BEGIN RECORDS SUPPLIED
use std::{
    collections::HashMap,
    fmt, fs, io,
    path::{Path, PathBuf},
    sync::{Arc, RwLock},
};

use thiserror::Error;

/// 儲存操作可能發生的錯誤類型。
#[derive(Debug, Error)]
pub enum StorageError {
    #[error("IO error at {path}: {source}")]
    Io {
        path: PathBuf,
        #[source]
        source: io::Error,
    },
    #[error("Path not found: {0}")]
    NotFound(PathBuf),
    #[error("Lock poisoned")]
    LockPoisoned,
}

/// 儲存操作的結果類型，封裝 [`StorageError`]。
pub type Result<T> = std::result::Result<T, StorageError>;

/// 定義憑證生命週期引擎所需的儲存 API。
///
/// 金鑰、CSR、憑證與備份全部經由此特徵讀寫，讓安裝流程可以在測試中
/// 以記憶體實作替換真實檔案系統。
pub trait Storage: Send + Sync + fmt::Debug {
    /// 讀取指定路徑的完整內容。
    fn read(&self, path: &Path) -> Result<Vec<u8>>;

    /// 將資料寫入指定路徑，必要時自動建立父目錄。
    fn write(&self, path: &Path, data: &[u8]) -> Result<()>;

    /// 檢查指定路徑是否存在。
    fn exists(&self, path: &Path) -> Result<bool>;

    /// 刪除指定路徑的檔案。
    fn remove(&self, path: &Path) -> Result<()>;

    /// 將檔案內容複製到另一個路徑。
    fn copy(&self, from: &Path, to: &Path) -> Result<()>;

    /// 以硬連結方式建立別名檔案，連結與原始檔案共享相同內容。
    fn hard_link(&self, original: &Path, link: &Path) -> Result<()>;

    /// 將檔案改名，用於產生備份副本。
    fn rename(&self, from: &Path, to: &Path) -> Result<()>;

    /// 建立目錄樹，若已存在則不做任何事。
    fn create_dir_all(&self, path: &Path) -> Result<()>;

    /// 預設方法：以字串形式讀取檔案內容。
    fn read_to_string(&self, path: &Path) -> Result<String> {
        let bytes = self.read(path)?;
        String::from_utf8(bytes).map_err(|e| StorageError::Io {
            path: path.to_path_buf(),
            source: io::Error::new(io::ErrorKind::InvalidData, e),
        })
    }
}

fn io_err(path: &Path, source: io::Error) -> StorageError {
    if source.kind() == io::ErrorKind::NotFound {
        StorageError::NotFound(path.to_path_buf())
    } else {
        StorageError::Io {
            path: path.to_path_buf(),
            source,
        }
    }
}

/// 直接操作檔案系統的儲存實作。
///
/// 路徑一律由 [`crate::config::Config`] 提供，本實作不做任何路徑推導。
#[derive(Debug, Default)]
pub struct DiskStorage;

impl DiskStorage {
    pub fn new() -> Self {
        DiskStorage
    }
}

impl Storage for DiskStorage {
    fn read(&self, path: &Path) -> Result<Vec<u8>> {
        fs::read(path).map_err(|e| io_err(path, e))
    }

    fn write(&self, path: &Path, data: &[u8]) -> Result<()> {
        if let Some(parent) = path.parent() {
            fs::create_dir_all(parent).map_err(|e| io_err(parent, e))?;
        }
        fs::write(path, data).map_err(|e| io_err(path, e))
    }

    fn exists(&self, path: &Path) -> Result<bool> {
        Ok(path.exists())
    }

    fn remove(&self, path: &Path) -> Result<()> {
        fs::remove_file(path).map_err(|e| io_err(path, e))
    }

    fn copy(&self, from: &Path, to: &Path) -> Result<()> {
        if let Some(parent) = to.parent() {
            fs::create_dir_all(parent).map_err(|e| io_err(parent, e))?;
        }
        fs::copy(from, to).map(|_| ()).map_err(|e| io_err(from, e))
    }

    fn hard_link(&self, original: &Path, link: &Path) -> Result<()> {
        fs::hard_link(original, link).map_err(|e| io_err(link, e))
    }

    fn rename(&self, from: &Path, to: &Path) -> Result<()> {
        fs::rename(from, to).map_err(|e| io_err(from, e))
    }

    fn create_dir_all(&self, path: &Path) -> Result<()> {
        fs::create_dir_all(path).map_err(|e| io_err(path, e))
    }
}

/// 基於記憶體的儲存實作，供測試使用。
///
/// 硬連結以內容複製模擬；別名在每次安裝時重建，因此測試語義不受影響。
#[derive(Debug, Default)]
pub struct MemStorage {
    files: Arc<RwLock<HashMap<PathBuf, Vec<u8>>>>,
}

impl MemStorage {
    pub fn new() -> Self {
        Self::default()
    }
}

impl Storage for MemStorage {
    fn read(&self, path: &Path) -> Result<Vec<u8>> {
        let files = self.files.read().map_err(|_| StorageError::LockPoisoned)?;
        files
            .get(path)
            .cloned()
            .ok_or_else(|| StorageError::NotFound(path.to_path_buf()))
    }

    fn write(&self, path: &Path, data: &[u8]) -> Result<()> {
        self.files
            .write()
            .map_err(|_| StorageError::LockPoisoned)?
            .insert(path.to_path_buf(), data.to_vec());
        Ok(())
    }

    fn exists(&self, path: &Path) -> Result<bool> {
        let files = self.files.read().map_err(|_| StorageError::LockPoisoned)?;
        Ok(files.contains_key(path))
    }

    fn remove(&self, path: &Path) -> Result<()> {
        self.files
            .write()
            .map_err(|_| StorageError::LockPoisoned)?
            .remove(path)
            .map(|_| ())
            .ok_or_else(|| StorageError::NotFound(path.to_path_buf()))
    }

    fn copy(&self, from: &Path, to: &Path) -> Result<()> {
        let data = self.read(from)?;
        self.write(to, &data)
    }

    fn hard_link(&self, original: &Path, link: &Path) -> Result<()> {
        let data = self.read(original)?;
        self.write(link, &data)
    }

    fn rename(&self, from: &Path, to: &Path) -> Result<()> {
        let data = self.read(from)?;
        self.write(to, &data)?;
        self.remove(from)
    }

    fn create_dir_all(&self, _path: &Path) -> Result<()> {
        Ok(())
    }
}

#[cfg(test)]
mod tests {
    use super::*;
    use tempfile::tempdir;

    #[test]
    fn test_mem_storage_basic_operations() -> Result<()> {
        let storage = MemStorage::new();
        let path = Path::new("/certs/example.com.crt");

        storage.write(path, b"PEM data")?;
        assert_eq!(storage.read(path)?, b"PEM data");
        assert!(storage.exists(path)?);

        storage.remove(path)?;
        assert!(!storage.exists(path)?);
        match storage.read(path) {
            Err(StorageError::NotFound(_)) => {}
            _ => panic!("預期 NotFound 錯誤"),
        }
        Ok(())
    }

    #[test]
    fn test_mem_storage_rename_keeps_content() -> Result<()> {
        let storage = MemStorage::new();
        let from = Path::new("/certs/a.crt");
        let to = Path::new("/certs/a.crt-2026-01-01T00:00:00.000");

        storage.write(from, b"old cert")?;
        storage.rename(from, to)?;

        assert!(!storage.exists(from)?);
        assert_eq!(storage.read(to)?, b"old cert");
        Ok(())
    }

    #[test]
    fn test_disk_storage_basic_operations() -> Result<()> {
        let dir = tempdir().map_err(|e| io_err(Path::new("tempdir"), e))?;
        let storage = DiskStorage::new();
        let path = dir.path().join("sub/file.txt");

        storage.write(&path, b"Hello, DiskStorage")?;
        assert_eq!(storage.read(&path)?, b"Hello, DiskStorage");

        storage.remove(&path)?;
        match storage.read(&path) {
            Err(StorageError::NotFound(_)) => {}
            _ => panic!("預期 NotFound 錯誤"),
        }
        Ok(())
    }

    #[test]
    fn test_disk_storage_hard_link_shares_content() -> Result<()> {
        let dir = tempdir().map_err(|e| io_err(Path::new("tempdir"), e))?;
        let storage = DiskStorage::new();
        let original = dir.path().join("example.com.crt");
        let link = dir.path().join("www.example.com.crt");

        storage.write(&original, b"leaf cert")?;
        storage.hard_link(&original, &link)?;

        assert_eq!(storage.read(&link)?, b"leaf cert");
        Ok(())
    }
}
END RECORDS SUPPLIED
TASK PROMPT
Using the listing, copy every line where the word "RwLock" shows up.

PROBLEM SOLUTION
    sync::{Arc, RwLock},
    files: Arc<RwLock<HashMap<PathBuf, Vec<u8>>>>,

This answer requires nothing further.